A device used to vaporize part or all of the solvent from a solution. The valuable product is usually either a solid or a concentrated solution of the solute. If a solid, the heat required for evaporation of the solvent must have been supplied to a suspension of the solid in the solution, otherwise the device would be classed as a drier. The vaporized solvent may be made up of several volatile components, but if any separation of these components is effected, the device is properly classed as a still or distillation column. When the valuable product is the vaporized solvent, an evaporator is sometimes mislabeled a still, such as water still, and sometimes is properly labeled, such as boiler-feedwater evaporator. In the great majority of evaporator installations, water is the solvent that is removed. See also Distillation.

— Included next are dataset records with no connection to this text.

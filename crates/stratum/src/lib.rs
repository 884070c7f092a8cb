//! Stratum - layered architecture models as graphs and 2-D layouts.
//!
//! A model document goes through five stages:
//!
//! 1. [`stratum_parser`] turns raw layers into a typed [`MetaModel`].
//! 2. [`graph::GraphBuilder`] builds a validated graph with hierarchy,
//!    metrics and indices.
//! 3. [`resolve::CrossLayerReferenceResolver`] bundles relationships whose
//!    endpoints live in different layers.
//! 4. [`transform::NodeTransformer`] sizes the nodes and merges edges into a
//!    render graph.
//! 5. A [`layout::LayoutEngine`] from the [`layout::LayoutEngineRegistry`]
//!    positions nodes and routes edges.
//!
//! [`Pipeline`] runs all of them. Data-quality problems never abort a run;
//! they are collected as [`Diagnostic`] warnings.

pub mod config;
pub mod graph;
pub mod layout;
pub mod resolve;
pub mod transform;

mod error;

pub use stratum_core::{diagnostic, geometry, model};
pub use stratum_parser::{ParseError, ParsedModel, ParserConfig, RawModel};

pub use error::StratumError;

use log::{debug, info, warn};
use serde::Serialize;

use stratum_core::{
    diagnostic::{Diagnostic, ErrorCode, ValidationReport},
    model::{Element, MetaModel, Relationship},
};

use config::AppConfig;
use graph::{Graph, GraphBuilder, validate_relationships};
use layout::{DEFAULT_ALGORITHM, LayoutEngineRegistry, LayoutResult};
use resolve::CrossLayerReferenceResolver;
use transform::{NodeTransformer, RenderGraph};

/// Runs models through parsing, graph building, link resolution,
/// transformation and layout.
///
/// The engine registry is built once and reused for every run.
///
/// # Examples
///
/// ```rust
/// use stratum::{Pipeline, config::AppConfig};
///
/// let source = r#"{
///     "layers": {
///         "business": {
///             "elements": [
///                 {"id": "svc", "type": "service", "name": "Billing"},
///                 {"id": "proc", "type": "process", "name": "Invoice"}
///             ],
///             "relationships": [
///                 {"id": "r1", "type": "serving", "source": "svc", "target": "proc"}
///             ]
///         }
///     }
/// }"#;
///
/// let pipeline = Pipeline::new(AppConfig::default());
/// let output = pipeline.run_json(source).expect("valid document");
///
/// assert_eq!(output.graph.nodes.len(), 2);
/// assert_eq!(output.layout.nodes.len(), 2);
/// ```
#[derive(Debug)]
pub struct Pipeline {
    config: AppConfig,
    registry: LayoutEngineRegistry,
}

impl Default for Pipeline {
    fn default() -> Self {
        Self::new(AppConfig::default())
    }
}

impl Pipeline {
    /// Create a pipeline with the built-in layout engines.
    pub fn new(config: AppConfig) -> Self {
        Self::with_registry(config, LayoutEngineRegistry::with_defaults())
    }

    /// Create a pipeline with a custom engine registry.
    pub fn with_registry(config: AppConfig, registry: LayoutEngineRegistry) -> Self {
        Self { config, registry }
    }

    pub fn config(&self) -> &AppConfig {
        &self.config
    }

    pub fn registry(&self) -> &LayoutEngineRegistry {
        &self.registry
    }

    /// Mutable access to the registry, to register additional engines.
    pub fn registry_mut(&mut self) -> &mut LayoutEngineRegistry {
        &mut self.registry
    }

    /// Parse a raw document into a model.
    ///
    /// # Errors
    ///
    /// Returns `StratumError::Parse` when a collection has the wrong shape.
    pub fn parse(&self, raw: &RawModel) -> Result<ParsedModel, StratumError> {
        info!(layers = raw.layers.len(); "Parsing model");
        let parsed = stratum_parser::parse_model(raw, &self.config.parser)?;
        debug!(
            elements = parsed.model.element_count(),
            warnings = parsed.warnings.len();
            "Model parsed"
        );
        Ok(parsed)
    }

    /// Parse a JSON document into a model.
    ///
    /// # Errors
    ///
    /// Returns `StratumError::Parse` when the text is not a model document.
    pub fn parse_json(&self, source: &str) -> Result<ParsedModel, StratumError> {
        let raw = RawModel::from_json(source)?;
        self.parse(&raw)
    }

    /// Build, resolve, transform and lay out `model`.
    ///
    /// An unknown or failing layout algorithm falls back to
    /// [`DEFAULT_ALGORITHM`] with a warning.
    ///
    /// # Errors
    ///
    /// Returns `StratumError::Layout` only when the fallback engine fails too.
    pub fn run(&self, model: &MetaModel) -> Result<PipelineOutput, StratumError> {
        let elements: Vec<Element> = model.elements().cloned().collect();
        let relationships: Vec<Relationship> = model.all_relationships().cloned().collect();
        let mut warnings = Vec::new();

        info!(
            elements = elements.len(),
            relationships = relationships.len();
            "Building graph"
        );
        let validation = validate_relationships(&elements, &relationships);
        let mut builder = GraphBuilder::new(&self.config.graph);
        let graph = builder.build_graph(&elements, &relationships);
        warnings.extend(builder.take_warnings());

        let mut resolver =
            CrossLayerReferenceResolver::new().with_reported(builder.excluded_relationships());
        let mut graph = resolver.resolve_all_links(graph, model);
        warnings.extend(resolver.take_warnings());

        let mut transformer = NodeTransformer::new();
        let mut render_graph = transformer.transform(&mut graph);
        warnings.extend(transformer.take_warnings());

        let (layout, algorithm) = self.layout(&render_graph, &mut warnings)?;
        render_graph.apply_layout(&layout);

        info!(
            nodes = layout.nodes.len(),
            edges = layout.edges.len(),
            algorithm = algorithm.as_str(),
            warnings = warnings.len();
            "Layout calculated"
        );

        Ok(PipelineOutput {
            graph,
            render_graph,
            layout,
            algorithm,
            validation,
            warnings,
        })
    }

    /// Parse and run a JSON document. Parse warnings come first in the
    /// output. Parse validation findings are merged into the output
    /// validation unless the graph stage already reported them.
    ///
    /// # Errors
    ///
    /// See [`Pipeline::parse_json`] and [`Pipeline::run`].
    pub fn run_json(&self, source: &str) -> Result<PipelineOutput, StratumError> {
        let parsed = self.parse_json(source)?;
        let mut output = self.run(&parsed.model)?;

        let mut warnings = parsed.warnings;
        warnings.append(&mut output.warnings);
        output.warnings = warnings;
        output.validation.merge_unique(parsed.validation);
        Ok(output)
    }

    fn layout(
        &self,
        render_graph: &RenderGraph,
        warnings: &mut Vec<Diagnostic>,
    ) -> Result<(LayoutResult, String), StratumError> {
        let layout_config = &self.config.layout;
        let layout_graph = render_graph.to_layout_graph();
        let requested = layout_config
            .algorithm
            .as_deref()
            .unwrap_or(DEFAULT_ALGORITHM);

        match self.registry.get(requested) {
            Some(engine) => match engine.calculate_layout(&layout_graph, layout_config) {
                Ok(result) => return Ok((result, requested.to_string())),
                Err(err) if requested != DEFAULT_ALGORITHM => {
                    warn!(algorithm = requested, err:% = err; "Layout failed, using fallback");
                    warnings.push(
                        Diagnostic::warning(format!(
                            "layout `{requested}` failed ({err}); `{DEFAULT_ALGORITHM}` used"
                        ))
                        .with_code(ErrorCode::W501)
                        .with_subject(requested),
                    );
                }
                Err(err) => return Err(err.into()),
            },
            None => {
                warn!(algorithm = requested; "Unknown layout algorithm, using fallback");
                warnings.push(
                    Diagnostic::warning(format!(
                        "unknown layout algorithm `{requested}`; `{DEFAULT_ALGORITHM}` used"
                    ))
                    .with_code(ErrorCode::W500)
                    .with_subject(requested),
                );
            }
        }

        let engine = self.registry.get(DEFAULT_ALGORITHM).ok_or_else(|| {
            layout::LayoutError::UnknownAlgorithm(DEFAULT_ALGORITHM.to_string())
        })?;
        let result = engine.calculate_layout(&layout_graph, layout_config)?;
        Ok((result, DEFAULT_ALGORITHM.to_string()))
    }
}

/// Everything a pipeline run produces.
#[derive(Debug, Clone)]
pub struct PipelineOutput {
    pub graph: Graph,
    /// Render graph with positions and routes applied.
    pub render_graph: RenderGraph,
    pub layout: LayoutResult,
    /// Name of the engine that produced `layout`.
    pub algorithm: String,
    pub validation: ValidationReport,
    /// Recoverable problems, in pipeline order.
    pub warnings: Vec<Diagnostic>,
}

/// Serialized form of a [`PipelineOutput`].
#[derive(Serialize)]
#[serde(rename_all = "camelCase")]
struct OutputDocument<'a> {
    algorithm: &'a str,
    render_graph: &'a RenderGraph,
    layout: &'a LayoutResult,
    hierarchy: &'a graph::Hierarchy,
    metrics: &'a graph::Metrics,
    indices: &'a graph::GraphIndices,
    cross_layer_links: &'a [resolve::CrossLayerLink],
    validation: &'a ValidationReport,
    warnings: &'a [Diagnostic],
}

impl PipelineOutput {
    fn document(&self) -> OutputDocument<'_> {
        OutputDocument {
            algorithm: &self.algorithm,
            render_graph: &self.render_graph,
            layout: &self.layout,
            hierarchy: &self.graph.hierarchy,
            metrics: &self.graph.metrics,
            indices: &self.graph.indices,
            cross_layer_links: &self.graph.cross_layer_links,
            validation: &self.validation,
            warnings: &self.warnings,
        }
    }

    /// Pretty-printed JSON of the render graph, layout and diagnostics.
    ///
    /// # Errors
    ///
    /// Returns `StratumError::Serialize` if serialization fails.
    pub fn to_json(&self) -> Result<String, StratumError> {
        Ok(serde_json::to_string_pretty(&self.document())?)
    }

    /// Same as [`PipelineOutput::to_json`], as a JSON value.
    ///
    /// # Errors
    ///
    /// Returns `StratumError::Serialize` if serialization fails.
    pub fn to_value(&self) -> Result<serde_json::Value, StratumError> {
        Ok(serde_json::to_value(self.document())?)
    }
}

#[cfg(test)]
mod tests {
    use stratum_core::model::{ElementKind, Layer, RelationshipKind};

    use super::*;
    use crate::layout::{LayoutConfig, LayoutEngine, LayoutError, LayoutGraph};

    struct Broken;

    impl LayoutEngine for Broken {
        fn calculate_layout(
            &self,
            _graph: &LayoutGraph,
            _config: &LayoutConfig,
        ) -> Result<LayoutResult, LayoutError> {
            Err(LayoutError::Engine {
                engine: "broken",
                message: "always fails".to_string(),
            })
        }
    }

    fn model() -> MetaModel {
        let mut layer = Layer::new("Business");
        layer.elements = vec![
            Element::new("a", ElementKind::Service, "Business"),
            Element::new("b", ElementKind::Process, "Business"),
        ];
        layer.relationships = vec![Relationship::new("r", RelationshipKind::Serving, "a", "b")];
        MetaModel::new().with_layer(layer)
    }

    fn pipeline_with(algorithm: &str) -> Pipeline {
        let config = AppConfig {
            layout: LayoutConfig::default().with_algorithm(algorithm),
            ..AppConfig::default()
        };
        Pipeline::new(config)
    }

    #[test]
    fn test_run_places_every_node() {
        let output = Pipeline::default().run(&model()).unwrap();

        assert_eq!(output.algorithm, "layered");
        assert_eq!(output.layout.nodes.len(), 2);
        assert!(output.render_graph.nodes.iter().all(|n| n.position.is_some()));
        assert!(output.validation.valid());
        assert!(output.warnings.is_empty());
    }

    #[test]
    fn test_unknown_algorithm_falls_back() {
        let output = pipeline_with("spiral").run(&model()).unwrap();

        assert_eq!(output.algorithm, "layered");
        assert_eq!(output.warnings.len(), 1);
        assert_eq!(output.warnings[0].code(), Some(ErrorCode::W500));
    }

    #[test]
    fn test_failing_engine_falls_back() {
        let mut pipeline = pipeline_with("broken");
        pipeline.registry_mut().register("broken", Broken);

        let output = pipeline.run(&model()).unwrap();

        assert_eq!(output.algorithm, "layered");
        assert_eq!(output.warnings[0].code(), Some(ErrorCode::W501));
        assert_eq!(output.layout.nodes.len(), 2);
    }

    #[test]
    fn test_failing_default_is_an_error() {
        let mut pipeline = Pipeline::default();
        pipeline.registry_mut().register(DEFAULT_ALGORITHM, Broken);

        let result = pipeline.run(&model());

        assert!(matches!(result, Err(StratumError::Layout(_))));
    }

    #[test]
    fn test_output_document_shape() {
        let output = Pipeline::default().run(&model()).unwrap();
        let value = output.to_value().unwrap();

        assert_eq!(value["algorithm"], "layered");
        assert_eq!(value["renderGraph"]["nodes"].as_array().map(Vec::len), Some(2));
        assert_eq!(value["metrics"]["nodeCount"], 2);
        assert_eq!(value["validation"]["valid"], true);
        assert!(value["crossLayerLinks"].as_array().is_some());
    }
}
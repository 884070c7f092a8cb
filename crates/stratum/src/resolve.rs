//! Bundling of relationships that cross layer boundaries.

use std::collections::HashSet;

use indexmap::IndexMap;
use log::{info, warn};
use serde::Serialize;

use stratum_core::{
    diagnostic::{Diagnostic, ErrorCode},
    model::{MetaModel, Relationship},
};

use crate::graph::Graph;

/// One or more relationships between the same element pair, with the same
/// type, whose endpoints lie in different layers.
#[derive(Debug, Clone, PartialEq, Eq, Serialize)]
#[serde(rename_all = "camelCase")]
pub struct CrossLayerLink {
    /// Id of the first bundled relationship.
    pub id: String,
    pub source_id: String,
    pub source_layer: String,
    pub target_id: String,
    pub target_layer: String,
    pub relationship_type: String,
    pub bundled_count: usize,
    pub relationship_ids: Vec<String>,
}

/// Produces [`CrossLayerLink`]s for a graph.
#[derive(Debug, Default)]
pub struct CrossLayerReferenceResolver {
    warnings: Vec<Diagnostic>,
    /// Relationships whose missing endpoint was reported upstream.
    reported: HashSet<String>,
}

impl CrossLayerReferenceResolver {
    pub fn new() -> Self {
        Self::default()
    }

    /// Relationship ids already reported as dangling, typically
    /// [`GraphBuilder::excluded_relationships`](crate::graph::GraphBuilder::excluded_relationships).
    /// They are skipped without a second warning.
    pub fn with_reported<I, S>(mut self, ids: I) -> Self
    where
        I: IntoIterator<Item = S>,
        S: Into<String>,
    {
        self.reported.extend(ids.into_iter().map(Into::into));
        self
    }

    /// Returns `graph` with `cross_layer_links` rebuilt from `model`.
    ///
    /// Every layer relationship and every model reference is considered.
    /// Endpoint layers come from the graph's nodes; a relationship whose
    /// source or target is not a node is dropped with a warning.
    pub fn resolve_all_links(&mut self, mut graph: Graph, model: &MetaModel) -> Graph {
        graph.cross_layer_links = self.resolve_links(&graph, model.all_relationships());
        info!(links = graph.cross_layer_links.len(); "Cross-layer links resolved");
        graph
    }

    /// Bundles the cross-layer subset of `relationships`, in first-seen order.
    ///
    /// A relationship id is bundled once; repeats of an id already in a link
    /// do not raise `bundled_count`.
    pub fn resolve_links<'a>(
        &mut self,
        graph: &Graph,
        relationships: impl IntoIterator<Item = &'a Relationship>,
    ) -> Vec<CrossLayerLink> {
        let mut links: IndexMap<(&str, &str, &str), CrossLayerLink> = IndexMap::new();
        let mut bundled: HashSet<&str> = HashSet::new();

        for relationship in relationships {
            let source = graph.node(&relationship.source_id);
            let target = graph.node(&relationship.target_id);
            let (Some(source), Some(target)) = (source, target) else {
                if self.reported.contains(&relationship.id) {
                    continue;
                }
                let missing = if source.is_none() {
                    &relationship.source_id
                } else {
                    &relationship.target_id
                };
                self.warn(
                    Diagnostic::warning(format!(
                        "cross-layer resolution of `{}` failed: element `{missing}` not found",
                        relationship.id
                    ))
                    .with_code(ErrorCode::W310)
                    .with_subject(relationship.id.clone()),
                );
                continue;
            };
            if source.layer_id() == target.layer_id() || !bundled.insert(relationship.id.as_str()) {
                continue;
            }

            let key = (
                relationship.source_id.as_str(),
                relationship.target_id.as_str(),
                relationship.type_tag(),
            );
            links
                .entry(key)
                .and_modify(|link| {
                    link.bundled_count += 1;
                    link.relationship_ids.push(relationship.id.clone());
                })
                .or_insert_with(|| CrossLayerLink {
                    id: relationship.id.clone(),
                    source_id: relationship.source_id.clone(),
                    source_layer: source.layer_id().to_string(),
                    target_id: relationship.target_id.clone(),
                    target_layer: target.layer_id().to_string(),
                    relationship_type: relationship.type_tag().to_string(),
                    bundled_count: 1,
                    relationship_ids: vec![relationship.id.clone()],
                });
        }

        links.into_values().collect()
    }

    pub fn warnings(&self) -> &[Diagnostic] {
        &self.warnings
    }

    pub fn take_warnings(&mut self) -> Vec<Diagnostic> {
        std::mem::take(&mut self.warnings)
    }

    fn warn(&mut self, diagnostic: Diagnostic) {
        warn!(code:? = diagnostic.code(); "{}", diagnostic.message());
        self.warnings.push(diagnostic);
    }
}

#[cfg(test)]
mod tests {
    use stratum_core::model::{Element, ElementKind, Layer, RelationshipKind};

    use super::*;
    use crate::graph::GraphBuilder;

    fn model() -> MetaModel {
        let mut business = Layer::new("Business");
        business
            .elements
            .push(Element::new("svc", ElementKind::Service, "Business"));
        business
            .elements
            .push(Element::new("proc", ElementKind::Process, "Business"));
        business.relationships.push(Relationship::new(
            "intra",
            RelationshipKind::Serving,
            "svc",
            "proc",
        ));

        let mut application = Layer::new("Application");
        application
            .elements
            .push(Element::new("app", ElementKind::Component, "Application"));
        application.relationships.push(Relationship::new(
            "real-1",
            RelationshipKind::Realization,
            "app",
            "svc",
        ));

        let mut model = MetaModel::new().with_layer(business).with_layer(application);
        model.references = vec![
            Relationship::new("real-2", RelationshipKind::Realization, "app", "svc"),
            Relationship::new("serve-1", RelationshipKind::Serving, "app", "proc"),
            Relationship::new("broken", RelationshipKind::Serving, "app", "ghost"),
        ];
        model
    }

    #[test]
    fn test_bundles_identical_triples() {
        let model = model();
        let graph = GraphBuilder::default().build_from_model(&model);

        let mut resolver = CrossLayerReferenceResolver::new();
        let graph = resolver.resolve_all_links(graph, &model);

        assert_eq!(graph.cross_layer_links.len(), 2);
        let first = &graph.cross_layer_links[0];
        assert_eq!(first.id, "real-1");
        assert_eq!(first.bundled_count, 2);
        assert_eq!(first.relationship_ids, vec!["real-1", "real-2"]);
        assert_eq!(first.source_layer, "Application");
        assert_eq!(first.target_layer, "Business");
        assert_eq!(graph.cross_layer_links[1].id, "serve-1");
    }

    #[test]
    fn test_unresolvable_reference_is_dropped_with_warning() {
        let model = model();
        let graph = GraphBuilder::default().build_from_model(&model);

        let mut resolver = CrossLayerReferenceResolver::new();
        let graph = resolver.resolve_all_links(graph, &model);

        assert!(graph.cross_layer_links.iter().all(|l| l.id != "broken"));
        assert_eq!(resolver.warnings().len(), 1);
        assert_eq!(resolver.warnings()[0].code(), Some(ErrorCode::W310));
    }

    #[test]
    fn test_reported_relationships_not_warned_twice() {
        let model = model();
        let mut builder = GraphBuilder::default();
        let graph = builder.build_from_model(&model);

        let mut resolver =
            CrossLayerReferenceResolver::new().with_reported(builder.excluded_relationships());
        let graph = resolver.resolve_all_links(graph, &model);

        assert_eq!(graph.cross_layer_links.len(), 2);
        assert!(resolver.warnings().is_empty());
    }

    #[test]
    fn test_repeated_relationship_id_bundled_once() {
        let model = model();
        let graph = GraphBuilder::default().build_from_model(&model);
        let repeated = Relationship::new("real-1", RelationshipKind::Realization, "app", "svc");

        let links = CrossLayerReferenceResolver::new()
            .resolve_links(&graph, model.all_relationships().chain([&repeated]));

        assert_eq!(links[0].bundled_count, 2);
        assert_eq!(links[0].relationship_ids, vec!["real-1", "real-2"]);
    }

    #[test]
    fn test_same_layer_relationships_ignored() {
        let model = model();
        let graph = GraphBuilder::default().build_from_model(&model);

        let links =
            CrossLayerReferenceResolver::new().resolve_links(&graph, model.layer_relationships());

        assert_eq!(links.len(), 1);
        assert_eq!(links[0].id, "real-1");
    }
}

Evaporators are used primarily in the chemical industry. For example, common salt is made by boiling a saturated brine in an evaporator. The salt precipitates as a solid in suspension in the brine. This slurry is pumped continuously to a filter, from which the solids are recovered and the liquid portion returned for further evaporation. Evaporators are widely used in the food industry, usually as a means of reducing volume to permit easier storage and shipment. Evaporators are also the most commonly used means of producing potable water from sea water or other contaminated sources.
The vaporization of solvent requires large amounts of heat. Provisions for transferring this heat to the solution constitute the largest element of evaporator cost and the principal means of distinguishing between types of evaporators. Practically all evaporators fall into one of the following categories:
Submerged-combustion evaporators: those heated by a flame that burns below the liquid surface, and in which the hot combustion gases are bubbled through the liquid.
Direct-fired evaporators: those in which the flame and combustion gases are separated from the boiling liquid by a metal wall, or heating surface.
Stem-heated evaporators: those in which steam or other condensable vapor is the source of heat, and in which the steam condenses on one side of the heating surface and the heat is transmitted through the wall to the boiling liquid.